As disadvantages of eliminating paper currency, Ken lists loss of seignorage and loss of anonymity where anonymity might be socially valuable in allowing personal experimentation that does not harm others. On both of those counts, keeping paper money in a subsidiary role can avoid these disadvantages. In particular, if paper currency is allowed to depreciate in relation to electronic money, it is possible to have seignorage without inflation, since if there is no inflation relative to the electronic money that serves as the unit of account, inflation relative to paper money is not really inflation at all.
Ken gives appropriate credit to Willem Buiter for working out theoretically the basic options of eliminating the zero lower bound:
The idea of finding creative ways to get around the zero bound on interest rates has been championed for more than a decade by Willem Buiter, a former UK Monetary Policy Committee member. Phasing out paper currency is by far the simplest. With electronic payments mechanisms becoming increasingly prevalent even in small transactions, and with the supply of paper currency overwhelmingly top-heavy with large-denomination notes, the case for keeping the currency status quo has weakened.
In my own recognition of Willem’s contributions, Willem appears as “Willem the Wise Warlock” in “The Story of Ben the Money Master.” (See also “Henrik Jensen: Willem and the Negative Nominal Interest Rate”
Ken argues that, of the options Willem lays out “Phasing out paper currency is by far the simplest.” Simplest is not necessarily best in this case. Although phasing out of paper currency may well be the ultimate destination for our monetary system, I continue to believe that at least as a transitional phase, it is attractive to start with monetary system that is as close as possible to the current system, consistent with eliminating the zero lower bound: the system I have written about repeatedly, in some detail, and have been explaining at central banks around the world.
Once the zero lower bound has been eliminated with a system as much like the current monetary system as possible, it is easy, if desired, to make a transition toward less use of paper currency by allowing paper currency to depreciate without ever appreciating it back to par. The quicker the depreciation of paper currency, the bigger the tax on activities that depend on then anonymity of paper currency–many of which (like criminal activity) do indeed deserve to be taxed. The higher the tax on paper currency (that is, the quicker the depreciation), the closer the monetary system would approximate the abolition of paper currency.
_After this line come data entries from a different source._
//! `KeyedSlots`: `SlotStore` keyed explicitly by `ThreadKey`.
//!
//! For hosts that deliver entry and return on different OS threads (a
//! hypervisor-side host, a replay harness). All threads share one map
//! behind a `SpinLock`; critical sections are a single hash lookup.
//! A thread's row is removed once its last valid slot is taken, so the
//! map only holds calls that are in flight.

use veil_core::machine::ThreadKey;
use veil_core::slots::{SlotId, SlotStore};
use veil_core::spinlock::SpinLock;

use std::collections::HashMap;

type Row = [Option<u64>; SlotId::COUNT];

#[derive(Default)]
pub struct KeyedSlots {
    rows: SpinLock<HashMap<ThreadKey, Row>>,
}

impl KeyedSlots {
    pub fn new() -> Self {
        Self::default()
    }

    /// Number of threads with at least one valid slot.
    pub fn threads_in_flight(&self) -> usize {
        self.rows.lock().len()
    }
}

impl SlotStore for KeyedSlots {
    fn set(&self, thread: ThreadKey, slot: SlotId, value: u64) {
        let mut rows = self.rows.lock();
        rows.entry(thread).or_insert([None; SlotId::COUNT])[slot.index()] = Some(value);
    }

    fn take(&self, thread: ThreadKey, slot: SlotId) -> Option<u64> {
        let mut rows = self.rows.lock();
        let row = rows.get_mut(&thread)?;
        let value = row[slot.index()].take();
        if row.iter().all(Option::is_none) {
            rows.remove(&thread);
        }
        value
    }

    fn clear(&self, thread: ThreadKey) {
        self.rows.lock().remove(&thread);
    }
}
Note: Negative interest rates themselves are not a tax. When interest rates are negative, the money paid by the lender as a “carry charge” goes to the borrower, not the government. But setting a paper currency interest rate below the central bank’s target interest rate is a tax. In the system I have been advocating, the tax on paper currency is actually less than under the current system, since (a) inflation would be lower and (b) there would only be negative interest rates on paper currency when the central banks’ target rate was also negative, and the paper currency interest rate would be kept very close to the target interest rate during that period of negative rates.)